Editorial: Obama's message

Feb. 8, 2010
President Barack Obama to the US oil and gas industry: Get out of town. That's the message in the president's budget proposal for fiscal 2011.

President Barack Obama to the US oil and gas industry: Get out of town. That's the message in the president's budget proposal for fiscal 2011.

Obama doesn't like fossil energy. He thinks anything that encourages production of fossil energy impedes development of what his budget narrative hails as the "clean energy economy." So he wants to tax away oil and gas.

Obama proposes the same errors on oil and gas that he offered in his fiscal 2010 offering but failed to push through Congress. The repetition is portentous. It means last year's menu of economic poison represented more than bumbling by beginners. Obama and his team have had a year to learn. Yet they reject any lesson that challenges their activist agenda. Obama proved his recalcitrance by promising, in his state-of-the-union speech Jan. 27, to keep promoting an unpopular, state-centered, and now politically disastrous program for health care reform.

Beyond arrogance

For the oil and gas industry, the problem goes beyond the arrogance with which Obama is undermining his presidency. It's antagonism. Reiteration of threats to industry capital formation follows a year of regulatory assault. The Department of the Interior has been systematically constricting exploratory access to hydrocarbon resources on federal land as its secretary chides representatives of the oil industry as "kings of the world." The Environmental Protection Agency has been tightening air-quality rules unnecessarily, maneuvering for control over much of the economy via regulation of greenhouse-gas emissions, and siding with the fearful in a controversy over hydraulic fracturing in New York.

Now, the administration says in its new budget proposal, "We are eliminating 12 tax breaks for oil, gas, and coal companies, closing loopholes to raise nearly $39 billion over the next decade." The statement will win populist points with Americans who think electricity comes from room walls and gasoline originates in service-station pumps. But the economic consequences of acting on that statement would be dire.
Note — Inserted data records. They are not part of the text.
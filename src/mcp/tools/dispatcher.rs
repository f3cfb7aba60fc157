use std::collections::HashMap;
use std::sync::Arc;

use async_trait::async_trait;
use serde::de::DeserializeOwned;
use serde_json::Value;
use thiserror::Error;

use super::tool_models::{CallToolResult, ToolDefinition, ToolOutput};
use crate::core::slides::SlidesError;

/// A group of tools served by one backend.
#[async_trait]
pub trait ToolHandler: Send + Sync {
    fn definitions(&self) -> Vec<ToolDefinition>;

    async fn call(&self, name: &str, args: &Value) -> Result<ToolOutput, SlidesError>;
}

/// The requested tool is not advertised by any handler. This is a protocol
/// error, not a tool failure.
#[derive(Debug, Error)]
#[error("unknown tool: {0}")]
pub struct UnknownTool(pub String);

/// Routes `tools/call` requests by name.
pub struct ToolDispatcher {
    handlers: Vec<Arc<dyn ToolHandler>>,
    routes: HashMap<String, usize>,
    definitions: Vec<ToolDefinition>,
}

impl ToolDispatcher {
    pub fn new(handlers: Vec<Arc<dyn ToolHandler>>) -> Self {
        let mut routes = HashMap::new();
        let mut definitions = Vec::new();
        for (index, handler) in handlers.iter().enumerate() {
            for definition in handler.definitions() {
                if routes.insert(definition.name.clone(), index).is_some() {
                    tracing::warn!(tool = %definition.name, "Tool registered twice, last handler wins");
                    definitions.retain(|d: &ToolDefinition| d.name != definition.name);
                }
                definitions.push(definition);
            }
        }
        tracing::debug!(tools = definitions.len(), "Tool dispatcher ready");
        Self {
            handlers,
            routes,
            definitions,
        }
    }

    pub fn list(&self) -> &[ToolDefinition] {
        &self.definitions
    }

    /// Runs a tool. Tool failures come back as an error result so the host
    /// agent can see and react to them.
    pub async fn dispatch(&self, name: &str, args: &Value) -> Result<CallToolResult, UnknownTool> {
        let index = *self
            .routes
            .get(name)
            .ok_or_else(|| UnknownTool(name.to_string()))?;

        let started = std::time::Instant::now();
        match self.handlers[index].call(name, args).await {
            Ok(output) => {
                tracing::info!(tool = name, elapsed_ms = started.elapsed().as_millis() as u64, "Tool call succeeded");
                Ok(CallToolResult::success(output))
            }
            Err(err) => {
                tracing::warn!(tool = name, kind = err.kind(), error = %err, "Tool call failed");
                Ok(CallToolResult::failure(&err))
            }
        }
    }
}

/// Deserializes tool arguments, treating a missing object as `{}`.
pub fn parse_args<T: DeserializeOwned>(args: &Value) -> Result<T, SlidesError> {
    let args = if args.is_null() {
        Value::Object(Default::default())
    } else {
        args.clone()
    };
    Ok(serde_json::from_value(args)?)
}
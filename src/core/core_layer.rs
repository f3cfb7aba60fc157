// The core module contains all domain logic.
// Nothing in here speaks HTTP or JSON-RPC; remote services sit behind traits.

#[path = "charts/mod.rs"]
pub mod charts;

#[path = "slides/mod.rs"]
pub mod slides;

#[path = "sample_data/sample_data_service.rs"]
pub mod sample_data;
Those "loopholes" include percentage depletion, accelerated write-downs by independent producers of geological and geophysical costs, and expensing of intangible drilling costs. These aren't "breaks" on the order of a $1/gal tax credit for makers of biodiesel. Two of them are timing preferences that favor the taxpayer and the other, percentage depletion, is available only to small independent producers and limited even for them. Their elimination would hurt small producers, not "Big Oil," and slash drilling and production in the US.

The big companies take their spankings elsewhere. Obama's proposal would repeal the manufacturer's tax credit for oil and gas companies while leaving it intact for other industries. And the proposal assumes passage of cap-and-trade legislation to limit greenhouse-gas emissions, the version of which the House passed last year would hit refining especially hard.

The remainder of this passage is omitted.